Among the entries below, which lines include the string "indexed"? Show each one.

**** Input records

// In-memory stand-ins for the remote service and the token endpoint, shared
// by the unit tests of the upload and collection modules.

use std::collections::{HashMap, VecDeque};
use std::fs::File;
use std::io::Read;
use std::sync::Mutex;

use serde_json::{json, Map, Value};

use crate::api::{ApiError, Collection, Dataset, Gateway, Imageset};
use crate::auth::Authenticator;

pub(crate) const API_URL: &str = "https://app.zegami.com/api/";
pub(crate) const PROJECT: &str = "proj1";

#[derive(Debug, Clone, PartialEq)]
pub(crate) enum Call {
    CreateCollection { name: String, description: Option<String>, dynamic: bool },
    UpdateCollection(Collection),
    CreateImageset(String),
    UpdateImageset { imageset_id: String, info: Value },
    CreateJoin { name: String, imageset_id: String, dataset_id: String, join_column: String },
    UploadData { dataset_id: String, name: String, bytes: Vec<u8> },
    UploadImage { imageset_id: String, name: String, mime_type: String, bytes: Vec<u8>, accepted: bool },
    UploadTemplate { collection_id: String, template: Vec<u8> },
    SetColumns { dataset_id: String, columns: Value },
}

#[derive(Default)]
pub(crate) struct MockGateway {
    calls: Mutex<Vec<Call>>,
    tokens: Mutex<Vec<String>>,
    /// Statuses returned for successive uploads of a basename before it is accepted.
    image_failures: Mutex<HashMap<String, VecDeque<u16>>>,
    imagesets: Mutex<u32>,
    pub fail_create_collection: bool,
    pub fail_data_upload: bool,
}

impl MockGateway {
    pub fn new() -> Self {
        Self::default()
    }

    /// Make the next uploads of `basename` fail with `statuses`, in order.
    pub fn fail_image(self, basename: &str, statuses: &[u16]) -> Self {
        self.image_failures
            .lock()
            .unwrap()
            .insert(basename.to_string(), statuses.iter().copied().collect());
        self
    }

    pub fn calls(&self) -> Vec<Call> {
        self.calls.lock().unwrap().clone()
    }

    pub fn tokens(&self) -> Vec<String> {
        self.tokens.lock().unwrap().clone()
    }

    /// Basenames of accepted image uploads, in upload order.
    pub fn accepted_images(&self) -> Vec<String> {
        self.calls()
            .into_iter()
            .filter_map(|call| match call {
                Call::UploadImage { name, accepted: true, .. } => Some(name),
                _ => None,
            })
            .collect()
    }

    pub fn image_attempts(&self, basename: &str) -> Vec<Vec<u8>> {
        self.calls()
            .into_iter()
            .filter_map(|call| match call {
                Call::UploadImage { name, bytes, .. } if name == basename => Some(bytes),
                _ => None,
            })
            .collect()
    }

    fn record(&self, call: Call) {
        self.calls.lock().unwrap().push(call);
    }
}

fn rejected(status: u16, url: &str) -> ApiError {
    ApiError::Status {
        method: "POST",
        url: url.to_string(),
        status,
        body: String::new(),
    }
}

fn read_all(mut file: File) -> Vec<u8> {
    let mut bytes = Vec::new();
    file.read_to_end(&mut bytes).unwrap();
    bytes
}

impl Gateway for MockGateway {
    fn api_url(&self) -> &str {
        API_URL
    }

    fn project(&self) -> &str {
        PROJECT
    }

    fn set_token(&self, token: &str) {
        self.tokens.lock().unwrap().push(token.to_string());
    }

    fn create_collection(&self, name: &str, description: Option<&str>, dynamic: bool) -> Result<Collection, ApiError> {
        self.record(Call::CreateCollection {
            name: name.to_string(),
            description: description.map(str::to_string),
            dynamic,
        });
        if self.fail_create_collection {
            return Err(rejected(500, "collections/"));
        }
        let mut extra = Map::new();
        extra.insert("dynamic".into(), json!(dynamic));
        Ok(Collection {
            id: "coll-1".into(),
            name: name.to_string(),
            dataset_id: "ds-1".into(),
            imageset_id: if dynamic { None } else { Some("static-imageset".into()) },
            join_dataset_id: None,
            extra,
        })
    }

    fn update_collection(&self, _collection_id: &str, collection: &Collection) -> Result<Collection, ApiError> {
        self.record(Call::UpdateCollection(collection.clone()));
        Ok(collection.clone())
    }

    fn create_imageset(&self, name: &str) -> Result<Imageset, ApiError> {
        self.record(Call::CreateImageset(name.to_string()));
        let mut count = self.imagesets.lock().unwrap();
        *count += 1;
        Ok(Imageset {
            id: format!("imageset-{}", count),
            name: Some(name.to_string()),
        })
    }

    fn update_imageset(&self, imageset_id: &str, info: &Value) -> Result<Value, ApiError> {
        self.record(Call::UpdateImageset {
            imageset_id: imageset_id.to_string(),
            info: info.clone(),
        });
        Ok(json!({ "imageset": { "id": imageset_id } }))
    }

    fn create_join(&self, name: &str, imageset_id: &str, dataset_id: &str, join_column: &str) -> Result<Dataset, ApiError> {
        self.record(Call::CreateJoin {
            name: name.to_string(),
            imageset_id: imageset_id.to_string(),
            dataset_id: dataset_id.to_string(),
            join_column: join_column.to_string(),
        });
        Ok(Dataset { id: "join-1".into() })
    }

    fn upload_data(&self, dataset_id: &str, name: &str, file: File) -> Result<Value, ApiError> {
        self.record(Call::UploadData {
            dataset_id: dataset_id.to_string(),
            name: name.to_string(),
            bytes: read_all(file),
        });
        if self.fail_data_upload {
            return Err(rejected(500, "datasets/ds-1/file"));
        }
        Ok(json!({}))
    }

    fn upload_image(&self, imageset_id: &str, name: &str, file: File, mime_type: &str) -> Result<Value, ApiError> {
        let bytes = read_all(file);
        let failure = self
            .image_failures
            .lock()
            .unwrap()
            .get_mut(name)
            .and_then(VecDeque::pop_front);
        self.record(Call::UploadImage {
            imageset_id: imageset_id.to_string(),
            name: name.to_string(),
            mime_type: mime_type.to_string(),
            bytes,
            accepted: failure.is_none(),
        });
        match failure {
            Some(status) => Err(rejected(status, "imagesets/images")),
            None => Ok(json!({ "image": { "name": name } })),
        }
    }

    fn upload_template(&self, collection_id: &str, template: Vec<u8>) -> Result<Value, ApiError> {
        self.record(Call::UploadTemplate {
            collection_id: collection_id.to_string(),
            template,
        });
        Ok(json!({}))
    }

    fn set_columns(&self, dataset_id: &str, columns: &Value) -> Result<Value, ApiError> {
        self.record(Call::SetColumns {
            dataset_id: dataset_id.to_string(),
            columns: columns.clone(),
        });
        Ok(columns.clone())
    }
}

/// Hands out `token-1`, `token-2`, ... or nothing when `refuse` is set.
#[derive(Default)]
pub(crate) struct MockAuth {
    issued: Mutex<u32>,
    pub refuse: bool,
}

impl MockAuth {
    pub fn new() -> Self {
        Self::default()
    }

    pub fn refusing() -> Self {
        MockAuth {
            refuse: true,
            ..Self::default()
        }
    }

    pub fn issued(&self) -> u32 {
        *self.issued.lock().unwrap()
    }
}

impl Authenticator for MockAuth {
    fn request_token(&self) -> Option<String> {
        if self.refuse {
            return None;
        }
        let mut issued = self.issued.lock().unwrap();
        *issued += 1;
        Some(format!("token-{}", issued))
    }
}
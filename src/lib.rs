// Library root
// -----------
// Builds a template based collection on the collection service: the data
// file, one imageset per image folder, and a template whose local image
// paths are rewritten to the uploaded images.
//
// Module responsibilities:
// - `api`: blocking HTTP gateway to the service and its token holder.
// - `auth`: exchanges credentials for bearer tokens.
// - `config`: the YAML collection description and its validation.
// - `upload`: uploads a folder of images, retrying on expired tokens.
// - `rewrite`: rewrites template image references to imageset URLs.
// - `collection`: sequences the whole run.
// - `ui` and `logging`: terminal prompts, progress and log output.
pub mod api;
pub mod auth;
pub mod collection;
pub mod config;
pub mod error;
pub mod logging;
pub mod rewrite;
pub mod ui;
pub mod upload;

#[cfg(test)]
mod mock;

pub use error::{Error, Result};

********
**** Input records

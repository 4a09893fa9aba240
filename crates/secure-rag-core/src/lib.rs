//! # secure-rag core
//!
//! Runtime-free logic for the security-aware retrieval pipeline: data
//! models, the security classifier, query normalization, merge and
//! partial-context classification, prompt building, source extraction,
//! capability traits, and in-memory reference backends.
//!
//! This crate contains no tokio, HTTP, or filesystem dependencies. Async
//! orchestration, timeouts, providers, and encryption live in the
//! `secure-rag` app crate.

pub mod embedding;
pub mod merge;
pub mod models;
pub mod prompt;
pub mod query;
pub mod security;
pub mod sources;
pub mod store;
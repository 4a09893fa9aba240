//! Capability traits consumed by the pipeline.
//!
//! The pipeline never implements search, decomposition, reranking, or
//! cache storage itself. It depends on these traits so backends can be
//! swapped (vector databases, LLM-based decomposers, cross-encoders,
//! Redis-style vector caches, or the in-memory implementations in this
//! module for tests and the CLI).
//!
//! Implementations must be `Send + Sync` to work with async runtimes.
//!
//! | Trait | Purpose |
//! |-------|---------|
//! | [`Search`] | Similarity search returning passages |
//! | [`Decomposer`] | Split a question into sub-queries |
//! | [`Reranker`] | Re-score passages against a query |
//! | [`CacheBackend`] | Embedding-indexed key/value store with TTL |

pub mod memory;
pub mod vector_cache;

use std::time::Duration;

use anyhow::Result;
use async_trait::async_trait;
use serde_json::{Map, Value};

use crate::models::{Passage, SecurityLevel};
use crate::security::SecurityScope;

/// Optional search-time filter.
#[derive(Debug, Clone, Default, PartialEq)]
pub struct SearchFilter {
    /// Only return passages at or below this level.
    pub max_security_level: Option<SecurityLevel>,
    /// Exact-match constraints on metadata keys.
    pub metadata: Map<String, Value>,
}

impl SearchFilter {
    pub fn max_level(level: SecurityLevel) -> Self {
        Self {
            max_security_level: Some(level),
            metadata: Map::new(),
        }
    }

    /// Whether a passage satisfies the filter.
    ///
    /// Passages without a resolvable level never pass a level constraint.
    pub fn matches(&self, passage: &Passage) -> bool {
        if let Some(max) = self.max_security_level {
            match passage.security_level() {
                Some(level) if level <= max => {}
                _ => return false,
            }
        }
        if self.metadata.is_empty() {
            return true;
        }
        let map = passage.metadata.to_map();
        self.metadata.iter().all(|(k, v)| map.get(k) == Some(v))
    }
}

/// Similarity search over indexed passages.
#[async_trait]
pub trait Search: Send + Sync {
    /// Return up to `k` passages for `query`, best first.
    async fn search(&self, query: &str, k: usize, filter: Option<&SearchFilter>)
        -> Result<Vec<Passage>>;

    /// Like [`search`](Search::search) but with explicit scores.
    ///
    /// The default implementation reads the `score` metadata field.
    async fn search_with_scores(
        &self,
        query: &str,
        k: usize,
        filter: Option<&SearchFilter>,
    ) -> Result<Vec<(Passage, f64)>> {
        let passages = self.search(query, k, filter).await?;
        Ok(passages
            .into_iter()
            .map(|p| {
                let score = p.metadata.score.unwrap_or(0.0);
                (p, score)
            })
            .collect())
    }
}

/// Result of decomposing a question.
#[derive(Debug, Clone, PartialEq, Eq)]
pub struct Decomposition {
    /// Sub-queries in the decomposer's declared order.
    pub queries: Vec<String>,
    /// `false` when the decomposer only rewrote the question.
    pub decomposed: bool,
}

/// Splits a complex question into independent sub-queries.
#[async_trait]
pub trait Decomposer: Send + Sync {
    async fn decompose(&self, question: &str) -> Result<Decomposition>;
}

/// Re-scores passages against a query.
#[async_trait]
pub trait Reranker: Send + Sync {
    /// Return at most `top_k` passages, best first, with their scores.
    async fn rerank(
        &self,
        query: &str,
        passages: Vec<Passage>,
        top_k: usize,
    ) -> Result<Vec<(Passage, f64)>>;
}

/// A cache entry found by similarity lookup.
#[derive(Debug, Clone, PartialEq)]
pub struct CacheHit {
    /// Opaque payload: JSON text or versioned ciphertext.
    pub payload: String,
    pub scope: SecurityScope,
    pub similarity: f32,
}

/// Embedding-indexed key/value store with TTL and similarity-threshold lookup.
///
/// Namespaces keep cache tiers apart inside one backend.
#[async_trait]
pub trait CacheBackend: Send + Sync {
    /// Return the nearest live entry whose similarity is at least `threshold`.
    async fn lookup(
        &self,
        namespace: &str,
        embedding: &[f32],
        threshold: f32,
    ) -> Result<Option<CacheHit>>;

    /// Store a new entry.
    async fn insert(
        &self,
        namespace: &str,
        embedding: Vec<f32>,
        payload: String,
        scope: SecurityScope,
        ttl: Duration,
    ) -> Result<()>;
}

********

_Output_
//! | [`CacheBackend`] | Embedding-indexed key/value store with TTL |
/// Similarity search over indexed passages.
/// Embedding-indexed key/value store with TTL and similarity-threshold lookup.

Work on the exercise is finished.